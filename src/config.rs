use std::{env, net::SocketAddr, time::Duration};

use thiserror::Error;

pub const DEFAULT_WEBHOOK_TIMEOUT_SECS: u64 = 15;

#[derive(Debug, Clone)]
pub struct Config {
    pub bind_addr: String,
    pub bind_port: u16,
    pub public_base_url: Option<String>,
    pub webhook_url: Option<String>,
    pub webhook_token: Option<String>,
    pub webhook_timeout: Duration,
}

/// Where rendered documents are pushed; only exists when both URL and token are set.
#[derive(Debug, Clone, PartialEq, Eq)]
pub struct WebhookDestination {
    pub url: String,
    pub token: String,
}

#[derive(Debug, Error)]
pub enum ConfigError {
    #[error("BIND_PORT must be a valid u16")]
    InvalidPort,
    #[error("DOC_WEBHOOK_TIMEOUT_SECS must be a positive integer")]
    InvalidWebhookTimeout,
    #[error("invalid bind address or port")]
    InvalidSocket,
}

impl Config {
    pub fn from_env() -> Result<Self, ConfigError> {
        Self::from_lookup(|name| env::var(name).ok())
    }

    pub fn from_lookup(lookup: impl Fn(&str) -> Option<String>) -> Result<Self, ConfigError> {
        let non_blank = |name: &str| {
            lookup(name)
                .map(|value| value.trim().to_string())
                .filter(|value| !value.is_empty())
        };

        let bind_addr = non_blank("BIND_ADDR").unwrap_or_else(|| "127.0.0.1".to_string());
        let bind_port = non_blank("BIND_PORT")
            .map(|value| value.parse::<u16>().map_err(|_| ConfigError::InvalidPort))
            .transpose()?
            .unwrap_or(8080);
        let webhook_timeout_secs = non_blank("DOC_WEBHOOK_TIMEOUT_SECS")
            .map(|value| {
                value
                    .parse::<u64>()
                    .ok()
                    .filter(|secs| *secs > 0)
                    .ok_or(ConfigError::InvalidWebhookTimeout)
            })
            .transpose()?
            .unwrap_or(DEFAULT_WEBHOOK_TIMEOUT_SECS);

        let config = Self {
            bind_addr,
            bind_port,
            public_base_url: non_blank("PUBLIC_BASE_URL"),
            webhook_url: non_blank("DOC_WEBHOOK_URL"),
            webhook_token: non_blank("DOC_WEBHOOK_TOKEN"),
            webhook_timeout: Duration::from_secs(webhook_timeout_secs),
        };

        let _ = config.bind_socket()?;
        Ok(config)
    }

    pub fn bind_socket(&self) -> Result<SocketAddr, ConfigError> {
        format!("{}:{}", self.bind_addr, self.bind_port)
            .parse::<SocketAddr>()
            .map_err(|_| ConfigError::InvalidSocket)
    }

    pub fn webhook_destination(&self) -> Option<WebhookDestination> {
        match (&self.webhook_url, &self.webhook_token) {
            (Some(url), Some(token)) => Some(WebhookDestination {
                url: url.clone(),
                token: token.clone(),
            }),
            _ => None,
        }
    }
}

#[cfg(test)]
mod tests {
    use std::collections::HashMap;

    use super::*;

    fn config_from(pairs: &[(&str, &str)]) -> Result<Config, ConfigError> {
        let vars = pairs
            .iter()
            .map(|(key, value)| (key.to_string(), value.to_string()))
            .collect::<HashMap<_, _>>();
        Config::from_lookup(|name| vars.get(name).cloned())
    }

    #[test]
    fn parse_defaults() {
        let config = config_from(&[]).expect("config should parse");
        assert_eq!(config.bind_addr, "127.0.0.1");
        assert_eq!(config.bind_port, 8080);
        assert_eq!(config.public_base_url, None);
        assert_eq!(config.webhook_timeout, Duration::from_secs(15));
        assert_eq!(config.webhook_destination(), None);
    }

    #[test]
    fn webhook_destination_requires_url_and_token() {
        let url_only = config_from(&[("DOC_WEBHOOK_URL", "https://sink.example/exec")])
            .expect("config should parse");
        assert_eq!(url_only.webhook_destination(), None);

        let blank_token = config_from(&[
            ("DOC_WEBHOOK_URL", "https://sink.example/exec"),
            ("DOC_WEBHOOK_TOKEN", "   "),
        ])
        .expect("config should parse");
        assert_eq!(blank_token.webhook_destination(), None);

        let both = config_from(&[
            ("DOC_WEBHOOK_URL", " https://sink.example/exec "),
            ("DOC_WEBHOOK_TOKEN", "s3cret"),
        ])
        .expect("config should parse");
        assert_eq!(
            both.webhook_destination(),
            Some(WebhookDestination {
                url: "https://sink.example/exec".to_string(),
                token: "s3cret".to_string(),
            })
        );
    }

    #[test]
    fn invalid_port_fails() {
        let err = config_from(&[("BIND_PORT", "99999")]).expect_err("expected invalid port");
        assert!(matches!(err, ConfigError::InvalidPort));
    }

    #[test]
    fn webhook_timeout_must_be_positive() {
        let err = config_from(&[("DOC_WEBHOOK_TIMEOUT_SECS", "0")])
            .expect_err("expected invalid timeout");
        assert!(matches!(err, ConfigError::InvalidWebhookTimeout));

        let config =
            config_from(&[("DOC_WEBHOOK_TIMEOUT_SECS", "3")]).expect("config should parse");
        assert_eq!(config.webhook_timeout, Duration::from_secs(3));
    }

    #[test]
    fn invalid_bind_address_fails() {
        let err = config_from(&[("BIND_ADDR", "not an address")])
            .expect_err("expected invalid socket");
        assert!(matches!(err, ConfigError::InvalidSocket));
    }
}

++++++++++

TASK BRIEF: Please output every record, keeping each line exact.

REPLY TO THE TASK:
filename src/config.rs
use std::{env, net::SocketAddr, time::Duration};

use thiserror::Error;

pub const DEFAULT_WEBHOOK_TIMEOUT_SECS: u64 = 15;

#[derive(Debug, Clone)]
pub struct Config {
    pub bind_addr: String,
    pub bind_port: u16,
    pub public_base_url: Option<String>,
    pub webhook_url: Option<String>,
    pub webhook_token: Option<String>,
    pub webhook_timeout: Duration,
}

/// Where rendered documents are pushed; only exists when both URL and token are set.
#[derive(Debug, Clone, PartialEq, Eq)]
pub struct WebhookDestination {
    pub url: String,
    pub token: String,
}

#[derive(Debug, Error)]
pub enum ConfigError {
    #[error("BIND_PORT must be a valid u16")]
    InvalidPort,
    #[error("DOC_WEBHOOK_TIMEOUT_SECS must be a positive integer")]
    InvalidWebhookTimeout,
    #[error("invalid bind address or port")]
    InvalidSocket,
}

impl Config {
    pub fn from_env() -> Result<Self, ConfigError> {
        Self::from_lookup(|name| env::var(name).ok())
    }

    pub fn from_lookup(lookup: impl Fn(&str) -> Option<String>) -> Result<Self, ConfigError> {
        let non_blank = |name: &str| {
            lookup(name)
                .map(|value| value.trim().to_string())
                .filter(|value| !value.is_empty())
        };

        let bind_addr = non_blank("BIND_ADDR").unwrap_or_else(|| "127.0.0.1".to_string());
        let bind_port = non_blank("BIND_PORT")
            .map(|value| value.parse::<u16>().map_err(|_| ConfigError::InvalidPort))
            .transpose()?
            .unwrap_or(8080);
        let webhook_timeout_secs = non_blank("DOC_WEBHOOK_TIMEOUT_SECS")
            .map(|value| {
                value
                    .parse::<u64>()
                    .ok()
                    .filter(|secs| *secs > 0)
                    .ok_or(ConfigError::InvalidWebhookTimeout)
            })
            .transpose()?
            .unwrap_or(DEFAULT_WEBHOOK_TIMEOUT_SECS);

        let config = Self {
            bind_addr,
            bind_port,
            public_base_url: non_blank("PUBLIC_BASE_URL"),
            webhook_url: non_blank("DOC_WEBHOOK_URL"),
            webhook_token: non_blank("DOC_WEBHOOK_TOKEN"),
            webhook_timeout: Duration::from_secs(webhook_timeout_secs),
        };

        let _ = config.bind_socket()?;
        Ok(config)
    }

    pub fn bind_socket(&self) -> Result<SocketAddr, ConfigError> {
        format!("{}:{}", self.bind_addr, self.bind_port)
            .parse::<SocketAddr>()
            .map_err(|_| ConfigError::InvalidSocket)
    }

    pub fn webhook_destination(&self) -> Option<WebhookDestination> {
        match (&self.webhook_url, &self.webhook_token) {
            (Some(url), Some(token)) => Some(WebhookDestination {
                url: url.clone(),
                token: token.clone(),
            }),
            _ => None,
        }
    }
}

#[cfg(test)]
mod tests {
    use std::collections::HashMap;

    use super::*;

    fn config_from(pairs: &[(&str, &str)]) -> Result<Config, ConfigError> {
        let vars = pairs
            .iter()
            .map(|(key, value)| (key.to_string(), value.to_string()))
            .collect::<HashMap<_, _>>();
        Config::from_lookup(|name| vars.get(name).cloned())
    }

    #[test]
    fn parse_defaults() {
        let config = config_from(&[]).expect("config should parse");
        assert_eq!(config.bind_addr, "127.0.0.1");
        assert_eq!(config.bind_port, 8080);
        assert_eq!(config.public_base_url, None);
        assert_eq!(config.webhook_timeout, Duration::from_secs(15));
        assert_eq!(config.webhook_destination(), None);
    }

    #[test]
    fn webhook_destination_requires_url_and_token() {
        let url_only = config_from(&[("DOC_WEBHOOK_URL", "https://sink.example/exec")])
            .expect("config should parse");
        assert_eq!(url_only.webhook_destination(), None);

        let blank_token = config_from(&[
            ("DOC_WEBHOOK_URL", "https://sink.example/exec"),
            ("DOC_WEBHOOK_TOKEN", "   "),
        ])
        .expect("config should parse");
        assert_eq!(blank_token.webhook_destination(), None);

        let both = config_from(&[
            ("DOC_WEBHOOK_URL", " https://sink.example/exec "),
            ("DOC_WEBHOOK_TOKEN", "s3cret"),
        ])
        .expect("config should parse");
        assert_eq!(
            both.webhook_destination(),
            Some(WebhookDestination {
                url: "https://sink.example/exec".to_string(),
                token: "s3cret".to_string(),
            })
        );
    }

    #[test]
    fn invalid_port_fails() {
        let err = config_from(&[("BIND_PORT", "99999")]).expect_err("expected invalid port");
        assert!(matches!(err, ConfigError::InvalidPort));
    }

    #[test]
    fn webhook_timeout_must_be_positive() {
        let err = config_from(&[("DOC_WEBHOOK_TIMEOUT_SECS", "0")])
            .expect_err("expected invalid timeout");
        assert!(matches!(err, ConfigError::InvalidWebhookTimeout));

        let config =
            config_from(&[("DOC_WEBHOOK_TIMEOUT_SECS", "3")]).expect("config should parse");
        assert_eq!(config.webhook_timeout, Duration::from_secs(3));
    }

    #[test]
    fn invalid_bind_address_fails() {
        let err = config_from(&[("BIND_ADDR", "not an address")])
            .expect_err("expected invalid socket");
        assert!(matches!(err, ConfigError::InvalidSocket));
    }
}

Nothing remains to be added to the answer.